The WordPress Heartbeat API is an always-running feature that helps with important actions. For example, it’s what’s responsible for the post auto-save feature in the WordPress Editor.
However, because it’s always running, it can also stress your server’s resources.
The Heartbeat tab lets you either:
- Reduce the frequency of the Heartbeat API
- Completely disable the Heartbeat API
You can also create different rules for different parts of your site:
The Add-ons tab houses a few different add-ons for:
- Google Analytics
- Facebook Pixel
The Google Analytics and Facebook Pixel add-ons let you host those tracking scripts locally.
The Varnish add-on lets you purge the Varnish cache each time you purge the WP Rocket cache. The Sucuri add-on does the same thing for Sucuri’s cache.

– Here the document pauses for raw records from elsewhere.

//! In-memory query executor.
//!
//! Documents are kept per collection as wire documents behind an async-aware
//! read-write lock. Every find scans its collection; there are no indexes
//! besides the unique constraints registered on the builder.

use std::{collections::HashMap, sync::Arc};

use async_trait::async_trait;
use bson::{Bson, Document, doc, oid::ObjectId};
use futures::{StreamExt, stream};
use mea::rwlock::RwLock;
use tracing::{debug, trace};

use docmodel_core::{
    error::OdmResult,
    executor::{DocumentStream, ExecutorBuilder, FindSpec, QueryExecutor, WriteAck, WriteFailure, WriteOp},
    schema::SchemaRegistry,
};

use crate::{
    evaluator::{Comparable, FilterEvaluator, project, sort_documents},
    update::{apply_update, seed_from_filter},
};

type CollectionMap = HashMap<String, Vec<Document>>;

const DUPLICATE_KEY: i32 = 11000;
const BAD_VALUE: i32 = 2;

/// A find the executor has served.
#[derive(Debug, Clone, PartialEq)]
pub struct FindRecord {
    pub collection: String,
    pub filter: Document,
}

/// Thread-safe in-memory executor.
///
/// Clones share the same underlying data, so one instance can back any
/// number of contexts and tasks.
///
/// # Example
///
/// ```ignore
/// use docmodel_memory::InMemoryExecutor;
/// use docmodel::context::Context;
///
/// let executor = InMemoryExecutor::builder()
///     .unique_from_registry(&registry)
///     .build()
///     .await?;
/// let ctx = Context::new(executor, registry);
/// ```
#[derive(Default, Clone, Debug)]
pub struct InMemoryExecutor {
    collections: Arc<RwLock<CollectionMap>>,
    /// Unique constraints per collection, each a set of wire paths.
    unique: Arc<HashMap<String, Vec<Vec<String>>>>,
    find_log: Arc<RwLock<Vec<FindRecord>>>,
}

impl InMemoryExecutor {
    /// Creates an empty executor with no unique constraints besides `_id`.
    pub fn new() -> Self {
        Self::default()
    }

    pub fn builder() -> InMemoryExecutorBuilder {
        InMemoryExecutorBuilder::default()
    }

    /// Snapshot of the stored documents of a collection, in insertion order.
    pub async fn documents(&self, collection: &str) -> Vec<Document> {
        self.collections
            .read()
            .await
            .get(collection)
            .cloned()
            .unwrap_or_default()
    }

    /// Every find served so far, oldest first. Counts are not recorded.
    pub async fn find_log(&self) -> Vec<FindRecord> {
        self.find_log.read().await.clone()
    }

    /// Number of finds served so far.
    pub async fn find_count(&self) -> usize {
        self.find_log.read().await.len()
    }

    /// Forgets the recorded finds.
    pub async fn clear_find_log(&self) {
        self.find_log.write().await.clear();
    }

    /// Returns the failure `candidate` would cause against `others`, if any.
    fn unique_violation<'d>(
        &self,
        collection: &str,
        candidate: &Document,
        mut others: impl Iterator<Item = &'d Document>,
    ) -> Option<WriteFailure> {
        let constraints = self.unique.get(collection).map(Vec::as_slice).unwrap_or_default();
        let id_constraint = vec!["_id".to_owned()];

        others.find_map(|other| {
            std::iter::once(&id_constraint)
                .chain(constraints.iter())
                .find(|fields| {
                    fields.iter().all(|field| {
                        match (lookup(candidate, field), lookup(other, field)) {
                            (Some(a), Some(b)) => Comparable::from(a) == Comparable::from(b),
                            _ => false,
                        }
                    })
                })
                .map(|fields| {
                    WriteFailure::new(
                        DUPLICATE_KEY,
                        format!("E11000 duplicate key error collection: {collection} index: {}", fields.join("_")),
                    )
                })
        })
    }

    fn insert(&self, collection: &str, documents: &mut Vec<Document>, mut document: Document) -> WriteAck {
        if !document.contains_key("_id") {
            document.insert("_id", ObjectId::new());
        }

        if let Some(failure) = self.unique_violation(collection, &document, documents.iter()) {
            return WriteAck {
                error: Some(failure),
                ..Default::default()
            };
        }

        let inserted_id = document.get("_id").cloned();
        documents.push(document);

        WriteAck {
            inserted_id,
            ..Default::default()
        }
    }

    fn update(
        &self,
        collection: &str,
        documents: &mut Vec<Document>,
        filter: &Document,
        update: &Document,
        upsert: bool,
        multi: bool,
    ) -> OdmResult<WriteAck> {
        let evaluator = FilterEvaluator::new(collection);
        let mut ack = WriteAck::default();

        for index in 0..documents.len() {
            if !evaluator.matches(&documents[index], filter)? {
                continue;
            }

            ack.matched_count += 1;

            let mut updated = documents[index].clone();
            match apply_update(&mut updated, update, collection) {
                Ok(true) => {
                    let others = documents
                        .iter()
                        .enumerate()
                        .filter(|(other, _)| *other != index)
                        .map(|(_, document)| document);

                    if let Some(failure) = self.unique_violation(collection, &updated, others) {
                        ack.error = Some(failure);
                        return Ok(ack);
                    }

                    documents[index] = updated;
                    ack.modified_count += 1;
                }
                Ok(false) => {}
                Err(message) => {
                    ack.error = Some(WriteFailure::new(BAD_VALUE, message));
                    return Ok(ack);
                }
            }

            if !multi {
                break;
            }
        }

        if ack.matched_count == 0 && upsert {
            let seeded = seed_from_filter(filter).and_then(|mut seed| {
                if let Some(Bson::Document(on_insert)) = update.get("$setOnInsert") {
                    for (key, value) in on_insert {
                        seed.insert(key.clone(), value.clone());
                    }
                }
                apply_update(&mut seed, update, collection).map(|_| seed)
            });

            match seeded {
                Ok(seed) => {
                    let inserted = self.insert(collection, documents, seed);
                    ack.upserted_id = inserted.inserted_id;
                    ack.error = inserted.error;
                }
                Err(message) => ack.error = Some(WriteFailure::new(BAD_VALUE, message)),
            }
        }

        Ok(ack)
    }

    fn delete(
        &self,
        collection: &str,
        documents: &mut Vec<Document>,
        filter: &Document,
        multi: bool,
    ) -> OdmResult<WriteAck> {
        let evaluator = FilterEvaluator::new(collection);
        let mut kept = Vec::with_capacity(documents.len());
        let mut deleted = 0;

        for document in documents.drain(..) {
            if (multi || deleted == 0) && evaluator.matches(&document, filter)? {
                deleted += 1;
            } else {
                kept.push(document);
            }
        }

        *documents = kept;

        Ok(WriteAck {
            deleted_count: deleted,
            ..Default::default()
        })
    }
}

/// The first value at a dotted path, without array fan-out.
fn lookup<'d>(document: &'d Document, path: &str) -> Option<&'d Bson> {
    match path.split_once('.') {
        None => document.get(path),
        Some((head, rest)) => match document.get(head)? {
            Bson::Document(child) => lookup(child, rest),
            _ => None,
        },
    }
}

#[async_trait]
impl QueryExecutor for InMemoryExecutor {
    async fn execute_find(&self, collection: &str, spec: FindSpec) -> OdmResult<DocumentStream> {
        self.find_log.write().await.push(FindRecord {
            collection: collection.to_owned(),
            filter: spec.filter.clone(),
        });

        let collections = self.collections.read().await;
        let evaluator = FilterEvaluator::new(collection);

        let mut matched = Vec::new();
        for document in collections.get(collection).into_iter().flatten() {
            if evaluator.matches(document, &spec.filter)? {
                matched.push(document.clone());
            }
        }
        drop(collections);

        if let Some(sort) = &spec.sort {
            sort_documents(&mut matched, sort);
        }

        let skip = usize::try_from(spec.skip.unwrap_or(0)).unwrap_or(usize::MAX);
        let limit = match spec.limit {
            None | Some(0) => usize::MAX,
            Some(limit) => usize::try_from(limit.unsigned_abs()).unwrap_or(usize::MAX),
        };

        let results: Vec<Document> = matched
            .into_iter()
            .skip(skip)
            .take(limit)
            .map(|document| match &spec.projection {
                Some(projection) => project(&document, projection),
                None => document,
            })
            .collect();

        debug!(collection, filter = %spec.filter, count = results.len(), "Served find");

        Ok(stream::iter(results.into_iter().map(Ok)).boxed())
    }

    async fn execute_write(&self, collection: &str, op: WriteOp) -> OdmResult<WriteAck> {
        let name = op.name();
        let mut collections = self.collections.write().await;
        let documents = collections.entry(collection.to_owned()).or_default();

        let ack = match op {
            WriteOp::InsertOne { document } => self.insert(collection, documents, document),
            WriteOp::UpdateOne { filter, update, upsert } => {
                self.update(collection, documents, &filter, &update, upsert, false)?
            }
            WriteOp::UpdateMany { filter, update } => {
                self.update(collection, documents, &filter, &update, false, true)?
            }
            WriteOp::DeleteOne { filter } => self.delete(collection, documents, &filter, false)?,
            WriteOp::DeleteMany { filter } => self.delete(collection, documents, &filter, true)?,
        };

        trace!(collection, op = name, ?ack, "Applied write");
        Ok(ack)
    }

    async fn execute_count(&self, collection: &str, filter: Document) -> OdmResult<u64> {
        let collections = self.collections.read().await;
        let evaluator = FilterEvaluator::new(collection);

        let mut count = 0;
        for document in collections.get(collection).into_iter().flatten() {
            if evaluator.matches(document, &filter)? {
                count += 1;
            }
        }

        Ok(count)
    }

    async fn shutdown(&self) -> OdmResult<()> {
        self.collections.write().await.clear();
        Ok(())
    }
}

/// Builder for [`InMemoryExecutor`] instances.
///
/// # Example
///
/// ```ignore
/// use docmodel_memory::InMemoryExecutor;
/// use docmodel::executor::ExecutorBuilder;
///
/// let executor = InMemoryExecutor::builder()
///     .unique_index("user", ["email"])
///     .build()
///     .await?;
/// ```
#[derive(Debug, Default)]
pub struct InMemoryExecutorBuilder {
    unique: HashMap<String, Vec<Vec<String>>>,
}

impl InMemoryExecutorBuilder {
    /// Declares a (compound) unique constraint on wire paths of a collection.
    /// Documents missing any of the paths are exempt.
    pub fn unique_index<I, S>(mut self, collection: impl Into<String>, fields: I) -> Self
    where
        I: IntoIterator<Item = S>,
        S: Into<String>,
    {
        self.unique
            .entry(collection.into())
            .or_default()
            .push(fields.into_iter().map(Into::into).collect());
        self
    }

    /// Declares the unique constraints of every collection-backed schema in
    /// the registry.
    pub fn unique_from_registry(mut self, registry: &SchemaRegistry) -> Self {
        for name in registry.names() {
            let Ok(schema) = registry.get(name) else { continue };
            let Some(collection) = schema.collection() else { continue };

            for fields in schema.unique_constraints() {
                self = self.unique_index(collection, fields);
            }
        }
        self
    }
}

#[async_trait]
impl ExecutorBuilder for InMemoryExecutorBuilder {
    type Executor = InMemoryExecutor;

    async fn build(self) -> OdmResult<Self::Executor> {
        Ok(InMemoryExecutor {
            unique: Arc::new(self.unique),
            ..Default::default()
        })
    }
}
mod common;

use std::time::Duration;

use async_trait::async_trait;
use bson::{Document, doc, oid::ObjectId};
use docmodel::{
    executor::{DocumentStream, WriteAck},
    prelude::*,
};
use futures::future;

use common::{create_post, create_user, registry, setup};

fn author(post: &Model) -> &ReferenceHandle {
    post.get("author")
        .and_then(Value::as_reference)
        .expect("author reference")
}

#[tokio::test]
async fn test_one_fetch_per_schema_per_level() {
    let (ctx, executor) = setup().await;

    let mut users = Vec::new();
    for index in 0..4 {
        users.push(create_user(&ctx, &format!("user{index}"), 20 + index).await);
    }
    for index in 0..10 {
        let mut post = create_post(&ctx, &format!("post{index}"), &users[index % 4]).await;
        post.set("editors", vec![&users[(index + 1) % 4], &users[(index + 2) % 4]])
            .expect("editors");
        post.save(&ctx).await.expect("saved");
    }

    let mut posts = ctx.objects("Post").expect("queryset").all().await.expect("posts");
    assert_eq!(posts.len(), 10);
    assert!(posts.iter().all(|post| !author(post).is_resolved()));

    executor.clear_find_log().await;
    let report = ctx.dereference(&mut posts, 1).await.expect("dereferenced");

    let log = executor.find_log().await;
    assert_eq!(log.len(), 1);
    assert_eq!(log[0].collection, "user");
    assert_eq!(report.queries, 1);
    assert_eq!(report.resolved, 30);
    assert_eq!(report.dangling, 0);

    for post in &posts {
        let resolved = author(post).as_model().expect("resolved author");
        assert!(resolved.get("name").and_then(Value::as_str).is_some_and(|name| name.starts_with("user")));

        let editors = post.get("editors").and_then(Value::as_list).expect("editors");
        assert!(editors.iter().all(|editor| editor.as_reference().is_some_and(ReferenceHandle::is_resolved)));
    }

    // Resolving does not count as a change.
    assert!(posts.iter().all(|post| post.delta().expect("delta").is_empty()));
}

#[tokio::test]
async fn test_missing_targets_become_dangling() {
    let (ctx, _executor) = setup().await;

    let alice = create_user(&ctx, "Alice", 30).await;
    let bob = create_user(&ctx, "Bob", 40).await;
    create_post(&ctx, "kept", &alice).await;
    create_post(&ctx, "orphaned", &bob).await;
    bob.delete(&ctx).await.expect("deleted");

    let posts = ctx
        .objects("Post")
        .expect("queryset")
        .order_by(["title"])
        .select_related(1)
        .all()
        .await
        .expect("posts");

    assert!(author(&posts[0]).is_resolved());
    assert!(author(&posts[1]).is_dangling());
    assert_eq!(author(&posts[1]).id(), bob.id());
}

#[tokio::test]
async fn test_depth_bounds_resolution() {
    let (ctx, executor) = setup().await;

    let alice = create_user(&ctx, "Alice", 30).await;
    let post = create_post(&ctx, "hello", &alice).await;

    let mut comment = ctx.create("Comment").expect("comment");
    comment.set("post", &post).expect("post");
    comment.set("body", "nice").expect("body");
    comment.save(&ctx).await.expect("saved");

    let mut shallow = ctx.objects("Comment").expect("queryset").all().await.expect("comments");
    ctx.dereference(&mut shallow, 1).await.expect("depth 1");
    let shallow_post = shallow[0]
        .get("post")
        .and_then(Value::as_reference)
        .and_then(ReferenceHandle::as_model)
        .expect("post resolved");
    assert!(!author(shallow_post).is_resolved());

    executor.clear_find_log().await;
    let mut deep = ctx.objects("Comment").expect("queryset").all().await.expect("comments");
    let report = ctx.dereference(&mut deep, 2).await.expect("depth 2");
    assert_eq!(report.levels, 2);
    assert_eq!(report.queries, 2);

    let deep_post = deep[0]
        .get("post")
        .and_then(Value::as_reference)
        .and_then(ReferenceHandle::as_model)
        .expect("post resolved");
    assert!(author(deep_post).is_resolved());

    let collections: Vec<String> = executor
        .find_log()
        .await
        .into_iter()
        .map(|record| record.collection)
        .collect();
    assert_eq!(collections, ["comment", "post", "user"]);
}

#[tokio::test]
async fn test_second_call_goes_deeper() {
    let (ctx, executor) = setup().await;

    let alice = create_user(&ctx, "Alice", 30).await;
    let post = create_post(&ctx, "hello", &alice).await;

    let mut comment = ctx.create("Comment").expect("comment");
    comment.set("post", &post).expect("post");
    comment.save(&ctx).await.expect("saved");

    let mut comments = ctx.objects("Comment").expect("queryset").all().await.expect("comments");
    let report = ctx.dereference(&mut comments, 1).await.expect("depth 1");
    assert_eq!(report.queries, 1);

    executor.clear_find_log().await;
    let report = ctx.dereference(&mut comments, 2).await.expect("depth 2");
    assert_eq!(report.levels, 1);
    assert_eq!(report.queries, 1);
    assert_eq!(report.resolved, 1);

    let log = executor.find_log().await;
    assert_eq!(log.len(), 1);
    assert_eq!(log[0].collection, "user");

    let resolved_post = comments[0]
        .get("post")
        .and_then(Value::as_reference)
        .and_then(ReferenceHandle::as_model)
        .expect("post resolved");
    assert!(author(resolved_post).is_resolved());

    // Depth already satisfied.
    executor.clear_find_log().await;
    let report = ctx.dereference(&mut comments, 2).await.expect("depth 2 again");
    assert_eq!(report, DereferenceReport::default());
    assert_eq!(executor.find_count().await, 0);
}

#[tokio::test]
async fn test_schemas_sharing_a_collection_share_a_query() {
    let member = Schema::builder("Member")
        .collection("members")
        .strictness(Strictness::Retain)
        .field(FieldSpec::string("name"))
        .build()
        .expect("member schema");
    let admin = Schema::builder("Admin")
        .extends(&member)
        .field(FieldSpec::int("level"))
        .build()
        .expect("admin schema");
    let team = Schema::builder("Team")
        .field(FieldSpec::reference("lead", "Admin"))
        .field(FieldSpec::list("members", FieldSpec::reference("member", "Member")))
        .build()
        .expect("team schema");
    let registry = SchemaRegistry::builder()
        .register(member)
        .register(admin)
        .register(team)
        .build()
        .expect("registry");

    let executor = docmodel::memory::InMemoryExecutor::new();
    let ctx = Context::new(executor.clone(), registry);

    let mut lead = ctx.create("Admin").expect("admin");
    lead.set("name", "Ada").expect("name");
    lead.set("level", 3).expect("level");
    lead.save(&ctx).await.expect("saved");

    let mut crew = ctx.create("Member").expect("member");
    crew.set("name", "Bo").expect("name");
    crew.save(&ctx).await.expect("saved");

    let mut team = ctx.create("Team").expect("team");
    team.set("lead", &lead).expect("lead");
    team.set("members", vec![&crew, &lead]).expect("members");
    team.save(&ctx).await.expect("saved");

    let mut teams = ctx.objects("Team").expect("queryset").all().await.expect("teams");
    executor.clear_find_log().await;
    let report = ctx.dereference(&mut teams, 1).await.expect("dereferenced");

    let log = executor.find_log().await;
    assert_eq!(log.len(), 1);
    assert_eq!(log[0].collection, "members");
    assert_eq!(report.queries, 1);
    assert_eq!(report.resolved, 3);
    assert_eq!(report.dangling, 0);

    let resolved_lead = teams[0]
        .get("lead")
        .and_then(Value::as_reference)
        .and_then(ReferenceHandle::as_model)
        .expect("lead resolved");
    assert_eq!(resolved_lead.schema().name(), "Admin");
    assert_eq!(resolved_lead.get("level").and_then(Value::as_i64), Some(3));
}

#[tokio::test]
async fn test_nothing_to_resolve_issues_no_query() {
    let (ctx, executor) = setup().await;
    create_user(&ctx, "Alice", 30).await;

    let mut users = ctx.objects("User").expect("queryset").all().await.expect("users");
    executor.clear_find_log().await;

    let report = ctx.dereference(&mut users, 3).await.expect("dereferenced");
    assert_eq!(report, DereferenceReport::default());
    assert_eq!(executor.find_count().await, 0);
}

/// Never answers a find.
#[derive(Debug)]
struct StalledExecutor;

#[async_trait]
impl QueryExecutor for StalledExecutor {
    async fn execute_find(&self, _collection: &str, _spec: FindSpec) -> OdmResult<DocumentStream> {
        future::pending().await
    }

    async fn execute_write(&self, _collection: &str, _op: WriteOp) -> OdmResult<WriteAck> {
        Ok(WriteAck::default())
    }
}

#[tokio::test]
async fn test_interrupted_dereference() {
    let registry = registry();
    let ctx = Context::new(StalledExecutor, registry.clone());

    let stored: Document = doc! {
        "_id": ObjectId::new(),
        "t": "stalled",
        "author": { "$ref": "user", "$id": ObjectId::new() },
    };
    let mut posts = vec![Model::from_wire(&registry, "Post", stored).expect("post")];

    let engine = DereferenceEngine::new(&ctx, 1);
    let err = engine
        .dereference_until(&mut posts, async {
            tokio::time::sleep(Duration::from_millis(10)).await;
            Interrupt::Timeout
        })
        .await
        .expect_err("timed out");
    assert!(matches!(err, OdmError::Timeout(_)));

    let err = engine
        .dereference_until(&mut posts, future::ready(Interrupt::Cancelled))
        .await
        .expect_err("cancelled");
    assert!(matches!(err, OdmError::Cancelled(_)));

    assert!(!author(&posts[0]).is_resolved());
    assert!(!author(&posts[0]).is_dangling());
}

Finally, the Cloudflare add-on lets you sync the Cloudflare cache and also lets you control some Cloudflare settings right from your WordPress dashboard:
For example, if you enable the Cloudflare add-on, you’ll get a new settings area for Cloudflare:
How Much Does WP Rocket Cost?
WP Rocket starts at $49 for a single site license. In total, there are three different pricing plans. The only difference between the plans is the number of sites that are supported – there aren’t any feature limitations:
Each plan includes one year of support and updates. It’s worth pointing out, though, that you do get 50% off renewals if you want to continue receiving support/updates after the first year.
WP Rocket also offers a 14-day refund policy, in case you’re not happy with the plugin.
WP Rocket Review: The Final Thoughts
Honestly, if you’re on a shoestring budget, I think it is possible to cobble together a stack of free plugins that get you pretty close to the same functionality as WP Rocket. Maybe not everything. But pretty close.
But here’s what I think paying that $49 gets you (and why WP Rocket has been so successful):
- Convenience – everything is housed under one roof and easy to access and configure, whereas if you built your own free stack, you’d constantly be bouncing back and forth between different plugins.
- Compatibility – because WP Rocket is a single cohesive plugin, you can be sure that none of the features will interfere with each other. If you try to stack together different plugins, you can quickly start hitting compatibility issues.
- Support – when you go with free plugins, you’re either getting no support or severely limited support. With something as potentially complicated as performance, it’s worth it to have an expert to talk to sometimes.
- Updates – because WP Rocket is a premium plugin, you can be more confident that it will continue to receive regular updates because there’s a financial incentive for the developers to do so (though to be fair, plenty of free plugins receive regular updates as well).
So – yes, you can get a quick-loading site with the free options, and plenty of people do. But if paying $49 for those benefits sounds like a good investment to you, I think WP Rocket is a great product that manages to give you tons of functionality while still keeping things beginner-friendly.
After all, time is money. So if WP Rocket’s ease of use and convenience saves you a couple of hours of hair-pulling and gets you a faster website, I think the pricing is fair.